### [Work instruction]
Take from the listing each line that has the string "Result".

### [Excerpted data]

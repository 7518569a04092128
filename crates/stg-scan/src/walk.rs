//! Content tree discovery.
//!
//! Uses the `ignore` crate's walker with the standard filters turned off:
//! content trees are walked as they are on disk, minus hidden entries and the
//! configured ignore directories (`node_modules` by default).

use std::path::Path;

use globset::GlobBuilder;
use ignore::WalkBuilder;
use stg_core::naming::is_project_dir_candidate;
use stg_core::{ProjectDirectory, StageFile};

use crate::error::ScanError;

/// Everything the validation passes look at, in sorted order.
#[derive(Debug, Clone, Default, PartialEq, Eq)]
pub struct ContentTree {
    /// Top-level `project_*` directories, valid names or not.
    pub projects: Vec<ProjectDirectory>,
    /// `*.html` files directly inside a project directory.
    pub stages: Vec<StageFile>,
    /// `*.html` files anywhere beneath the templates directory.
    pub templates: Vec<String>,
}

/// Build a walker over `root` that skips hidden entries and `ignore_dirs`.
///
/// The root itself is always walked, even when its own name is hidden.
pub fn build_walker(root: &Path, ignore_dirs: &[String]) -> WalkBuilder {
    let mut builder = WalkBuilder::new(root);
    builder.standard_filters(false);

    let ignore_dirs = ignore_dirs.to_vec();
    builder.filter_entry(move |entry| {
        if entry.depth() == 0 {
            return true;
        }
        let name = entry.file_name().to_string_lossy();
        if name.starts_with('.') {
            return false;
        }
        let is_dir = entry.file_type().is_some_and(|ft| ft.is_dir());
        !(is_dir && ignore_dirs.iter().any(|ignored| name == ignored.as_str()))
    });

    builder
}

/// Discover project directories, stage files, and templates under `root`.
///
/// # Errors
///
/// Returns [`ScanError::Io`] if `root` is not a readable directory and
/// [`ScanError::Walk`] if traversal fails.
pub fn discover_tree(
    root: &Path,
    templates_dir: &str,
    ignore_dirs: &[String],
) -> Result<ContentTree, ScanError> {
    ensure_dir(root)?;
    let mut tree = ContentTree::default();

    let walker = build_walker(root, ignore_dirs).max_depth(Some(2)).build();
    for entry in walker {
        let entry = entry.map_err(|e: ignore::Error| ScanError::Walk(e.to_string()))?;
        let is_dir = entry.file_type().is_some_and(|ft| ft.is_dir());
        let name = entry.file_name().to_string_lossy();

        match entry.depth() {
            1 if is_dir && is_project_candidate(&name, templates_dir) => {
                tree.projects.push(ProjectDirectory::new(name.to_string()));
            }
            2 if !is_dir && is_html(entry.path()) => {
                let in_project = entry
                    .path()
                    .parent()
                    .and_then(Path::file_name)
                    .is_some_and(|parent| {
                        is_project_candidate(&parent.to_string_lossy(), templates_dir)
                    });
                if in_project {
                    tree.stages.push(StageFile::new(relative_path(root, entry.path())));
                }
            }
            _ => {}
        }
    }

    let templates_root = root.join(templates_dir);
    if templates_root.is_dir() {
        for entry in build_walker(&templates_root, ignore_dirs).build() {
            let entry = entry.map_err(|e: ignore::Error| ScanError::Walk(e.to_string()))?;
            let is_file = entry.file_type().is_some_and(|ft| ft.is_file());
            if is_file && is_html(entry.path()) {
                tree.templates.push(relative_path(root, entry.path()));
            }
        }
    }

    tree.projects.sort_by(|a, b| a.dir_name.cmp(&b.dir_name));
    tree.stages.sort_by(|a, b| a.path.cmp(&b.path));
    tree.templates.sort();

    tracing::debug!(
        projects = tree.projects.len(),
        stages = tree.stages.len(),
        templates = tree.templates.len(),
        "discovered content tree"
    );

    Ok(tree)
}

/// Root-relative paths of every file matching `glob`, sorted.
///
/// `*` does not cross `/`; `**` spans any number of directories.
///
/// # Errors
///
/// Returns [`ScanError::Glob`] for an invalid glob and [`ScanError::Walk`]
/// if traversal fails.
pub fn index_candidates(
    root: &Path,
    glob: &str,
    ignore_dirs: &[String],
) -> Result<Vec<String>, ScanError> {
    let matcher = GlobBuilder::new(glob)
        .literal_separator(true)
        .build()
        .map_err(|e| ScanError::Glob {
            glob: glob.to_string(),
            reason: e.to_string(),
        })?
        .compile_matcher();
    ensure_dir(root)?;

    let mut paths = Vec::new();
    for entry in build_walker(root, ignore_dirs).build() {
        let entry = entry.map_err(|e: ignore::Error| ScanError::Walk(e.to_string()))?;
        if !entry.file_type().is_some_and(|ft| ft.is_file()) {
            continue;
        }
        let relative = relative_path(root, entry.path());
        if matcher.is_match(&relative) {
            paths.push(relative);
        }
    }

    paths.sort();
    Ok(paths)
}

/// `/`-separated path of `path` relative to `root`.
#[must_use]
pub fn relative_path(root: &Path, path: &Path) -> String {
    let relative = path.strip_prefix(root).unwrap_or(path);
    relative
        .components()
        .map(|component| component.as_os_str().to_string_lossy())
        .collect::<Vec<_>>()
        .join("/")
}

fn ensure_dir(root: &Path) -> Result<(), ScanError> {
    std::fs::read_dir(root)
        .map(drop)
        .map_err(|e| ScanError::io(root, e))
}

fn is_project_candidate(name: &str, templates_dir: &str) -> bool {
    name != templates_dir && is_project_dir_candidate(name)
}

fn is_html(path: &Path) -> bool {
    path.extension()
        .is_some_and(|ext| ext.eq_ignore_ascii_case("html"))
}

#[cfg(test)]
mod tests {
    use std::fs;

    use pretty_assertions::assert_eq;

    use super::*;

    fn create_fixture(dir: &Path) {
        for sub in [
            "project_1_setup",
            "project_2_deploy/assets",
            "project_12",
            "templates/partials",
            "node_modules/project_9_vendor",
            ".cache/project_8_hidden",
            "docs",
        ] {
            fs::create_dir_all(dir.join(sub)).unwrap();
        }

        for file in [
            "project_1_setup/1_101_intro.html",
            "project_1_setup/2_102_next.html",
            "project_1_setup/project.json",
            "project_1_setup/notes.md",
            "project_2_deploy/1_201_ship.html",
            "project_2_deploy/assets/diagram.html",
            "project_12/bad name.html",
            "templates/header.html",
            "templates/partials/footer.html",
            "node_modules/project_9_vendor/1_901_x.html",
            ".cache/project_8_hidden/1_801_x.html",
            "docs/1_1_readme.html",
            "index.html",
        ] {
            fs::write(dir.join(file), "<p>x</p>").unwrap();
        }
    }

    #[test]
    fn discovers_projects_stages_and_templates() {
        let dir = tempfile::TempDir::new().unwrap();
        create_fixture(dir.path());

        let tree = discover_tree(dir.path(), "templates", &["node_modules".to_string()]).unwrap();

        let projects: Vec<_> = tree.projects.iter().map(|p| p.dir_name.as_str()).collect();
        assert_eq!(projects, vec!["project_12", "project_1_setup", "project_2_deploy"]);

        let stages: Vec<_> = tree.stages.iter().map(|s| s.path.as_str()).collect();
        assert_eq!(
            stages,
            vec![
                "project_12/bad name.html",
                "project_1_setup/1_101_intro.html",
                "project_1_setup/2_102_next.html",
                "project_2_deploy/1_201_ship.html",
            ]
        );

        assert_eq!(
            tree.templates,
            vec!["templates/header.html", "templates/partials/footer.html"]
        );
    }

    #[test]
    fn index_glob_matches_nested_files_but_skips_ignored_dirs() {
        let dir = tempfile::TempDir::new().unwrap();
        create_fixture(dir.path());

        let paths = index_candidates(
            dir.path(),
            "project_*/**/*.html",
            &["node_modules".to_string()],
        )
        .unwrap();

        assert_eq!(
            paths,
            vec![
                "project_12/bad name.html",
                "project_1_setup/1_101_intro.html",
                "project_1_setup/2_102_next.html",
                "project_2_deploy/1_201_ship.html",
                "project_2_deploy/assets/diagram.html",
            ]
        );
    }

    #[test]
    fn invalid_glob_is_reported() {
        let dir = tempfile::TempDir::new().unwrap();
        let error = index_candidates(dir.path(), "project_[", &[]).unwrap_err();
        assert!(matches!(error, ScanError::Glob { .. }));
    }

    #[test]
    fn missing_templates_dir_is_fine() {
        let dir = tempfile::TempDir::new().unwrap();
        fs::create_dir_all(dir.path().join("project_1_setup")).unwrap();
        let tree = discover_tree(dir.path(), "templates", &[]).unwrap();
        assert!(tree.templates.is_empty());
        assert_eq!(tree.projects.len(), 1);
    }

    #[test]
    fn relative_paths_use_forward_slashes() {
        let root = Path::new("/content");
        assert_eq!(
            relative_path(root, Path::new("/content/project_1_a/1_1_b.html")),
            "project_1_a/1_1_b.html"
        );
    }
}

### [Output of the task]
) -> Result<ContentTree, ScanError> {
) -> Result<Vec<String>, ScanError> {
fn ensure_dir(root: &Path) -> Result<(), ScanError> {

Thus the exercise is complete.